Il popolo greco è divenuto così potente da far fallire l’euro, non gli interessi finanziari e politici, locali e internazionali, non una politica di sviluppo dell’UE improntata unicamente sulla crescita commerciale slegata dal corrispondente adeguamento delle esigenze sociali che un tale sviluppo deve comportare.

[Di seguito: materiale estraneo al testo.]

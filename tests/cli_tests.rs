//! CLI integration tests
//!
//! Run the built binary end to end against temp directories. Network
//! commands are only exercised on their offline failure paths.

use assert_cmd::Command;
use predicates::prelude::*;
use std::fs;
use tempfile::TempDir;

fn wui() -> Command {
    let mut cmd = Command::cargo_bin("wui").unwrap();
    // Keep the process hermetic: no ambient token or tuning.
    cmd.env_remove("WUI_TOKEN")
        .env_remove("STALE_THRESHOLD_DAYS")
        .env_remove("MONTHLY_COST_PER_USER");
    cmd
}

#[test]
fn test_help_lists_subcommands() {
    wui()
        .arg("--help")
        .assert()
        .success()
        .stdout(predicate::str::contains("analyze"))
        .stdout(predicate::str::contains("fetch"))
        .stdout(predicate::str::contains("report"))
        .stdout(predicate::str::contains("cache"));
}

#[test]
fn test_version_flag() {
    wui().arg("--version").assert().success();
}

#[test]
fn test_analyze_offline_with_cold_cache_fails() {
    let cache = TempDir::new().unwrap();
    wui()
        .args(["analyze", "--offline"])
        .env("CACHE_DIR", cache.path())
        .assert()
        .failure()
        .stderr(predicate::str::contains("Cache entry not found"));
}

#[test]
fn test_fetch_without_token_fails() {
    let cache = TempDir::new().unwrap();
    wui()
        .args(["fetch", "users"])
        .env("CACHE_DIR", cache.path())
        .assert()
        .failure()
        .stderr(predicate::str::contains("WUI_TOKEN"));
}

#[test]
fn test_cache_status_on_empty_dir() {
    let cache = TempDir::new().unwrap();
    wui()
        .args(["cache", "status"])
        .env("CACHE_DIR", cache.path())
        .assert()
        .success()
        .stdout(predicate::str::contains("Cache is empty"));
}

#[test]
fn test_cache_clear_reports_removed_count() {
    let cache = TempDir::new().unwrap();
    fs::write(cache.path().join("users.json"), "{}").unwrap();
    wui()
        .args(["cache", "clear"])
        .env("CACHE_DIR", cache.path())
        .assert()
        .success()
        .stdout(predicate::str::contains("Removed 1"));
}

#[test]
fn test_export_scan_missing_dir_fails() {
    wui()
        .args(["export", "scan", "--dir", "/definitely/not/here"])
        .assert()
        .failure()
        .stderr(predicate::str::contains("Export directory not found"));
}

#[test]
fn test_export_scan_json_output() {
    let export = TempDir::new().unwrap();
    fs::write(
        export
            .path()
            .join("Notes 0123456789abcdef0123456789abcdef.md"),
        "# Notes",
    )
    .unwrap();
    wui()
        .args(["export", "scan", "--json"])
        .arg("--dir")
        .arg(export.path())
        .assert()
        .success()
        .stdout(predicate::str::contains(
            "01234567-89ab-cdef-0123-456789abcdef",
        ));
}

#[test]
fn test_config_show_masks_token() {
    wui()
        .args(["config", "show"])
        .env("WUI_TOKEN", "secret_1234567890abcdef")
        .assert()
        .success()
        .stdout(predicate::str::contains("secr...cdef"))
        .stdout(predicate::str::contains("secret_1234567890abcdef").not());
}

#[test]
fn test_analyze_offline_with_warm_cache_succeeds() {
    let cache = TempDir::new().unwrap();
    fs::write(
        cache.path().join("users.json"),
        r#"{"a": {"id": "a", "name": "Ada"}}"#,
    )
    .unwrap();
    fs::write(
        cache.path().join("pages.json"),
        r#"[{
            "id": "p1",
            "created_time": "2024-01-05T10:00:00.000Z",
            "created_by": "a",
            "last_edited_time": "2024-02-01T09:30:00.000Z",
            "last_edited_by": "a",
            "archived": false
        }]"#,
    )
    .unwrap();

    wui()
        .args(["analyze", "--offline"])
        .env("CACHE_DIR", cache.path())
        .assert()
        .success()
        .stdout(predicate::str::contains("Workspace Analytics"));
}

#[test]
fn test_report_offline_writes_markdown() {
    let cache = TempDir::new().unwrap();
    let output = TempDir::new().unwrap();
    fs::write(
        cache.path().join("users.json"),
        r#"{"a": {"id": "a", "name": "Ada"}}"#,
    )
    .unwrap();
    fs::write(
        cache.path().join("pages.json"),
        r#"[{
            "id": "p1",
            "created_time": "2024-01-05T10:00:00.000Z",
            "created_by": "a",
            "last_edited_time": "2024-02-01T09:30:00.000Z",
            "last_edited_by": "a",
            "archived": false
        }]"#,
    )
    .unwrap();
    let report_path = output.path().join("report.md");

    wui()
        .args(["report", "--offline", "--output"])
        .arg(&report_path)
        .env("CACHE_DIR", cache.path())
        .env("WORKSPACE_NAME", "Test Space")
        .assert()
        .success();

    let content = fs::read_to_string(&report_path).unwrap();
    assert!(content.contains("# Test Space Analytics Report"));
    assert!(content.contains("## Risk Assessment"));
}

Il popolo greco carica così sulle proprie spalle “il rischio di uscire dall’euro”, peccato che nessuno gli abbia detto chiaramente, a tempo debito, quale fosse il rischio entrando nell’euro, perché i vantaggi sono stati solo per pochi “eletti”. Non esistono modelli di crescita alternativi a quelli imposti nell’UE solo per le menti mono-strutturate od operanti con dolo, perché vi è sempre una scelta alternativa, certamente con conseguenze, ma opportunamente distribuite in modo più equo tra gli operatori.

 

Banche e accordi commerciali internazionali non sono affatto responsabili, eppure vi è ora chi propone un modello alternativo al salvataggio “a prescindere”, attuato fino ad ora a favore delle banche fallite e a spese degli Stati (cioè dei popoli), come, ad esempio, una posizione di garanzia di una Banca super partes (statale o cross paesi Ue, a scelta del lettore) che invece di salvare le banche dal fallimento le guidi nel chiedere rapidamente una procedura di chiusura e piloti verso altre banche più virtuose i creditori (specie se piccole e medie imprese o cittadini europei), lasciando che il mercato stesso premi i gestori finanziari più meritevoli ma secondo procedure garantite dall’alto e create nell’ottica di salvaguardare l’economia reale, così da renderla indipendente dalle vicende finanziarie non generate dalla medesima.

 

Una Europa che propone una visione alternativa a quella dei gruppi finanziari internazionali o a quella emersa da meri equilibri formali, sarebbe di sicuro più vicina all’obiettivo di un unione politica, perché questa volta sarebbe chiesta dalle società stesse, legate da problemi e soluzioni comuni e non divise da imposizioni e soluzioni settoriali: per un economista o un ragioniere è bello leggere una progressione statistica che tende ad un debito/Pil del 57% ed un deficit/Pil dell’1,9%. L’aspetto non economico non ha importanza perché è extra contesto, come ad esempio, l’assenza di assistenza sanitaria per chi non ha un reddito o la mancanza di istruzione e formazione per entrare, rimanere o rientrare nel mondo del lavoro.

 

Il realismo politico dovrebbe essere parte della classe dirigente (sia greca che europea) e guardare con occhio critico a quali sbocchi possa offrire il modello di sviluppo attuale in chiave di sostenibilità sociale, perché l’alternativa esiste, per chi vuole cercarla, con tutte le conseguenze che comporta, senza scorciatoie ma pagando il prezzo di una maggiore libertà per la propria autodeterminazione e facendosi carico, all’occorrenza, anche di riformare e reimpiegare 250 mila lavoratori ma questa volta solo a beneficio del paese, grazie a politiche di sviluppo diverse nei valori sociali di base.

 

Chiaramente non possono essere solo quantitativi gli indicatori riferiti alla crescita del nuovo modello, perché le società di capitali creano ricchezza quantitativa (ed è giusto che sia così) ma hanno obiettivi diversi dalle società di persone, la cui ricchezza prodotta ha come unità di misura la relazione solidale. Occorre dunque intelligenza politica e coraggio delle proprie azioni da parte della classe dirigente, qualunque essa sia, capace di adattarsi ai mutamenti sociali per garantire continuità ad una crescita equilibrata, coniugandone la sostenibilità non solo economica ma anche sociale.